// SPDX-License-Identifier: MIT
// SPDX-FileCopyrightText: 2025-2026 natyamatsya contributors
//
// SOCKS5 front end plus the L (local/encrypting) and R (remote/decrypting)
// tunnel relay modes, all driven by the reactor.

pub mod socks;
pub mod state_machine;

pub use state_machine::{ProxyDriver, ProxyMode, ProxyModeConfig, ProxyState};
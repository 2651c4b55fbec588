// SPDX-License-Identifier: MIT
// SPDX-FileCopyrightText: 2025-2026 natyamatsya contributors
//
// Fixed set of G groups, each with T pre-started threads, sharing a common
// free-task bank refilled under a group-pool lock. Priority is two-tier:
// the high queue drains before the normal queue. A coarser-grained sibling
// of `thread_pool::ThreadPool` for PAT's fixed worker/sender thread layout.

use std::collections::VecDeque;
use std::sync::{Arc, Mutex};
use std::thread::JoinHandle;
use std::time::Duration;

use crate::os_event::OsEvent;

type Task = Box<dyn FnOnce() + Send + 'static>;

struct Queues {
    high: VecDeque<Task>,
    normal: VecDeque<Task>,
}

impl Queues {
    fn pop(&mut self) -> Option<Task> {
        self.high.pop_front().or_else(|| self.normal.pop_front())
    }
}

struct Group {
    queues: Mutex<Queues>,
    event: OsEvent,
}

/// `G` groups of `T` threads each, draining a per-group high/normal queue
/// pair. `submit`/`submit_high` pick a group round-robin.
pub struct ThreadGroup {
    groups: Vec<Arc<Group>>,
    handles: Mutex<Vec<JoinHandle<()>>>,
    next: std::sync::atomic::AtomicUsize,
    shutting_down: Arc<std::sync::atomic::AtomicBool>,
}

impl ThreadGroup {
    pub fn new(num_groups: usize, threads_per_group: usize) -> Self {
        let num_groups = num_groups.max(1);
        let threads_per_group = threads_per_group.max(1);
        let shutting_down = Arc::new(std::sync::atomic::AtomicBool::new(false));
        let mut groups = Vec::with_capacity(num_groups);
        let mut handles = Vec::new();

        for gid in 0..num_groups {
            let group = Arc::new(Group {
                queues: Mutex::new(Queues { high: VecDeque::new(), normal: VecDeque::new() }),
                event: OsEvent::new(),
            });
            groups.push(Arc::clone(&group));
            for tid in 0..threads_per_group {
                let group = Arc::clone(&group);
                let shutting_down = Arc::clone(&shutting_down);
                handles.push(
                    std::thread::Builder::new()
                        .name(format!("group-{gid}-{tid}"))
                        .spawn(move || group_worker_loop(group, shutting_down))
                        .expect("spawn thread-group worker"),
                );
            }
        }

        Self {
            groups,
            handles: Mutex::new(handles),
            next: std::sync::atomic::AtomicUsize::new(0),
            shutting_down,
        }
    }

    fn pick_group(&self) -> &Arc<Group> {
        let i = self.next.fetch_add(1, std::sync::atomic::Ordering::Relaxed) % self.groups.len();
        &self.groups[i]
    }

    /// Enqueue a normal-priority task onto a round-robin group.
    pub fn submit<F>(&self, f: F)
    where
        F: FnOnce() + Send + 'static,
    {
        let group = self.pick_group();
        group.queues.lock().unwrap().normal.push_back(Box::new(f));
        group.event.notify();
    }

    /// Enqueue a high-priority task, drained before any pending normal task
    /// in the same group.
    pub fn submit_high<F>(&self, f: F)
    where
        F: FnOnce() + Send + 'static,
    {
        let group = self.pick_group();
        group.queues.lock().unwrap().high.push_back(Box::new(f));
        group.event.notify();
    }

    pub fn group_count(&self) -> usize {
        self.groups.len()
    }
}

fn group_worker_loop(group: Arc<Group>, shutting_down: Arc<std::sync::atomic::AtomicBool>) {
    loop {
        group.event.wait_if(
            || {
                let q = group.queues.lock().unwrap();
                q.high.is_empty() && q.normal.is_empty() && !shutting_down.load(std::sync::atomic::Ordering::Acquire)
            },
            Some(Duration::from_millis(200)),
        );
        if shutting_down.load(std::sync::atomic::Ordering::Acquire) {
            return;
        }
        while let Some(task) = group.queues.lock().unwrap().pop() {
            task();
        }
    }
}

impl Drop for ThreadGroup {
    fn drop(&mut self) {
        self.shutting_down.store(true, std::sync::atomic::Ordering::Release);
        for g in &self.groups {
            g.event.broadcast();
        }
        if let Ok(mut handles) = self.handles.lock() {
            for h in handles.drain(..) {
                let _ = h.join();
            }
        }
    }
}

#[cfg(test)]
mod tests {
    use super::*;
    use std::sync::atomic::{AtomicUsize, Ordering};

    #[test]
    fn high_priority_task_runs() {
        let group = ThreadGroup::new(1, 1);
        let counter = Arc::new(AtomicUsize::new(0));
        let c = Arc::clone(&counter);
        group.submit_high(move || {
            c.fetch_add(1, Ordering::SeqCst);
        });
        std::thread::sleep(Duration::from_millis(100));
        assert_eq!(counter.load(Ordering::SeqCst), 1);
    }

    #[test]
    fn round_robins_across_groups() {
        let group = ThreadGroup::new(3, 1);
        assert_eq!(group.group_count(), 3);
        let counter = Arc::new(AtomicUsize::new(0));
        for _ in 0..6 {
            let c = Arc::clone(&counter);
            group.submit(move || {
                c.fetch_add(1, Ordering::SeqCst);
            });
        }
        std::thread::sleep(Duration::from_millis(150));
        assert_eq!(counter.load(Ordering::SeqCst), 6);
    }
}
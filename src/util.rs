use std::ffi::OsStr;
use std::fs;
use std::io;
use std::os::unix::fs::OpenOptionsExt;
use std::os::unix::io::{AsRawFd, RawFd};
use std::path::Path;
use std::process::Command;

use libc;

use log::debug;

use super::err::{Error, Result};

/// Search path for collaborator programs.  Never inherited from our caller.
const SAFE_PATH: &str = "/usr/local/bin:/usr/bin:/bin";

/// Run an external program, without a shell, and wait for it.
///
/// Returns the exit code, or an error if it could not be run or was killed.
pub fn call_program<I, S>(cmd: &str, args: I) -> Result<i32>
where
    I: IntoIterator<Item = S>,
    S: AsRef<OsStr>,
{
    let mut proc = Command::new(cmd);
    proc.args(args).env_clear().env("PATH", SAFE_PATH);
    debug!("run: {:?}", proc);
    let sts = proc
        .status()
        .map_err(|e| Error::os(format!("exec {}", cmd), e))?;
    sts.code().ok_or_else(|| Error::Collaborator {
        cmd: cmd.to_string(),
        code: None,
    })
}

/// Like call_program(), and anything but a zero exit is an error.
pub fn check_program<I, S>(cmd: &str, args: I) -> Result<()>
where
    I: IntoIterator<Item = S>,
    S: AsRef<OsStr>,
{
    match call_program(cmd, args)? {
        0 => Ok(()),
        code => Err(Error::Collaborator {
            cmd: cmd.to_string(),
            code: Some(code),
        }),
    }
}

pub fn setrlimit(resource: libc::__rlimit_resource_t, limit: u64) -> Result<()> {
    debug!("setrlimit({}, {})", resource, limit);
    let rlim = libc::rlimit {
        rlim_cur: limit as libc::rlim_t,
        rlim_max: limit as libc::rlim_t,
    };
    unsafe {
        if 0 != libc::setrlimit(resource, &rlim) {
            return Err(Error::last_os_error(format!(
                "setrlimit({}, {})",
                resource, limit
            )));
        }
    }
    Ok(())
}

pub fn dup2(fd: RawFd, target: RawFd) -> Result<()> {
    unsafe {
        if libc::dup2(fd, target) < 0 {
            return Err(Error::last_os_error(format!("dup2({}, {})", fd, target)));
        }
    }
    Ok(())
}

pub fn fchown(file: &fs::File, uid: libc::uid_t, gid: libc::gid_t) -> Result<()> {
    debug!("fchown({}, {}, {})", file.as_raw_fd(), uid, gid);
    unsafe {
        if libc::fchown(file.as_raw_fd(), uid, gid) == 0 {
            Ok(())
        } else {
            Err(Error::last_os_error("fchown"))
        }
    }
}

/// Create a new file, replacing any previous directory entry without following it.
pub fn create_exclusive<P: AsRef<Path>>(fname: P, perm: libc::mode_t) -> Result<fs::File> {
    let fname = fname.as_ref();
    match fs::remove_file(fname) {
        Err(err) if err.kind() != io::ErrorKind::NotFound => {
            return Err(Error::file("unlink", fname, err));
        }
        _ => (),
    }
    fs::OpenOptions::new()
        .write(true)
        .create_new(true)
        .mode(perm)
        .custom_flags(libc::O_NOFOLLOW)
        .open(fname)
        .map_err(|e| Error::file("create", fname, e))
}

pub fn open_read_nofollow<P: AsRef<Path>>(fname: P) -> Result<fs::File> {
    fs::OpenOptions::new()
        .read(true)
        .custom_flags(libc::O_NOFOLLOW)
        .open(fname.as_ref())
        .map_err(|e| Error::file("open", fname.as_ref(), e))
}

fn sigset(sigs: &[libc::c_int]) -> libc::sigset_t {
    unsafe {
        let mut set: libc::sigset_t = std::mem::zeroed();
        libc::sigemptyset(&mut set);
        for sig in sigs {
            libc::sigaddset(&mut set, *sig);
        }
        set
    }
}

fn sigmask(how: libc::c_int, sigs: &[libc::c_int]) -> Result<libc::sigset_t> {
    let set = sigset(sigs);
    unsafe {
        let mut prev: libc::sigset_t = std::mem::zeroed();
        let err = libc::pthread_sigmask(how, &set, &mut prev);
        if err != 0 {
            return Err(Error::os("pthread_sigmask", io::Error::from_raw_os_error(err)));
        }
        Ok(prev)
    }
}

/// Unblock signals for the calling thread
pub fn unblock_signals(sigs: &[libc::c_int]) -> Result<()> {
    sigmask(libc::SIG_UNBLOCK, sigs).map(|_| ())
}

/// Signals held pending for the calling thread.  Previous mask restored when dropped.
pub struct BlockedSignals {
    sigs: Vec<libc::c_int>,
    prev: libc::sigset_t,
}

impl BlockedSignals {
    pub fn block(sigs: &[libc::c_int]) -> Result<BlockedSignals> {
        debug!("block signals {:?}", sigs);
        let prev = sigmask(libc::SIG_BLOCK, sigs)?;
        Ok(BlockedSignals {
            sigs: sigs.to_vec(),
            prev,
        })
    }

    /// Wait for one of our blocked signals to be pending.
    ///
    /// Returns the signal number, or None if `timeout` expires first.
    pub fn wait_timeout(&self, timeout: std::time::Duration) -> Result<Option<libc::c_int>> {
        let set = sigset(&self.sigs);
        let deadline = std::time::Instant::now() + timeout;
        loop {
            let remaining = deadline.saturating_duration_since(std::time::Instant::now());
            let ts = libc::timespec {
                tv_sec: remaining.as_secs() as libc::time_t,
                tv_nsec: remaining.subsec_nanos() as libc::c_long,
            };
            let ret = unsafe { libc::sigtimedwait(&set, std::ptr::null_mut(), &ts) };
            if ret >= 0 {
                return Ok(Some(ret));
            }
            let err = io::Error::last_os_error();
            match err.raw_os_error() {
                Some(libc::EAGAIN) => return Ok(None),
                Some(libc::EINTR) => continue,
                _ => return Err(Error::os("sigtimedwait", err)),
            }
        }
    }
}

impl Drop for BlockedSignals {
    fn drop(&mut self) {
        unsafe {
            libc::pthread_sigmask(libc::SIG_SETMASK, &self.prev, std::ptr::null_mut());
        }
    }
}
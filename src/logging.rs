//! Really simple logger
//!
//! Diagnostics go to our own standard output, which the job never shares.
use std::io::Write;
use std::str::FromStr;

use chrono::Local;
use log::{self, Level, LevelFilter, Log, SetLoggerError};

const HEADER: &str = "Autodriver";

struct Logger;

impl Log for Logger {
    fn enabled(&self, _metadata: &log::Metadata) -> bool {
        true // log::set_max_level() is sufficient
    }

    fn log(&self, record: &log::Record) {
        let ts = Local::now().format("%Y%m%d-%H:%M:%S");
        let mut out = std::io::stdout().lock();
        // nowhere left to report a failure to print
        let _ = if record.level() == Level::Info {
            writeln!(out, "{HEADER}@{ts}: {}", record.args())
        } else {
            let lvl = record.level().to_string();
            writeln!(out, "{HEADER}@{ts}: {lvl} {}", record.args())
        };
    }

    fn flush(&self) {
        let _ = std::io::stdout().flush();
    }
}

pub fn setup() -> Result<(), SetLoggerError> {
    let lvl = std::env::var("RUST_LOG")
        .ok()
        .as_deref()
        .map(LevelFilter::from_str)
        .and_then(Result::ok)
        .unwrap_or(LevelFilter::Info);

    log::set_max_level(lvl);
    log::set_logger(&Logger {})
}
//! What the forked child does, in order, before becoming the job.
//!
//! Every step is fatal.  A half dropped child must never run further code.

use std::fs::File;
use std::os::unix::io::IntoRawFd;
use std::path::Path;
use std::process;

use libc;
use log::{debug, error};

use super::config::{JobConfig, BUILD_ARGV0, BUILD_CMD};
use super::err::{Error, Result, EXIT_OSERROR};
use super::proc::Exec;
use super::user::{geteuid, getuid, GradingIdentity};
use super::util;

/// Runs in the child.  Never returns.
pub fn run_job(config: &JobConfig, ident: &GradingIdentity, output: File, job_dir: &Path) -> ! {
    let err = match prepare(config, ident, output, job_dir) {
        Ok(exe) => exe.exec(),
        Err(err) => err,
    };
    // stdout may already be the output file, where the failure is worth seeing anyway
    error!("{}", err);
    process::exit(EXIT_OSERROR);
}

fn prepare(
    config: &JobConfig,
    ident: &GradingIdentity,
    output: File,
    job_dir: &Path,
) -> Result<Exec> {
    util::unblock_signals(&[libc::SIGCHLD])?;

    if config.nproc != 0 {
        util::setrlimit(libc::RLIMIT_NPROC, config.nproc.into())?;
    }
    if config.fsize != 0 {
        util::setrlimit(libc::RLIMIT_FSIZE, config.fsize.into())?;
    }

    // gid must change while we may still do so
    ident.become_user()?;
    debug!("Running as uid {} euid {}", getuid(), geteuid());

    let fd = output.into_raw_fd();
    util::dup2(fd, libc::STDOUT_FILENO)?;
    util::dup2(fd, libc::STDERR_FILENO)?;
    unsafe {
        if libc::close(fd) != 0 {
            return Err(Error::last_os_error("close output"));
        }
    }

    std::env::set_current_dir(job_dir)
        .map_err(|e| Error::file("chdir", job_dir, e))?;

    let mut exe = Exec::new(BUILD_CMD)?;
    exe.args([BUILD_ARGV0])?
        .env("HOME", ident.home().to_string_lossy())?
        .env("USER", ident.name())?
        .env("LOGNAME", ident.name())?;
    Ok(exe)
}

= Problem =
Count the lines in the entries where the string "Mutex" appears, and report only the number.

= Answer to the problem =
5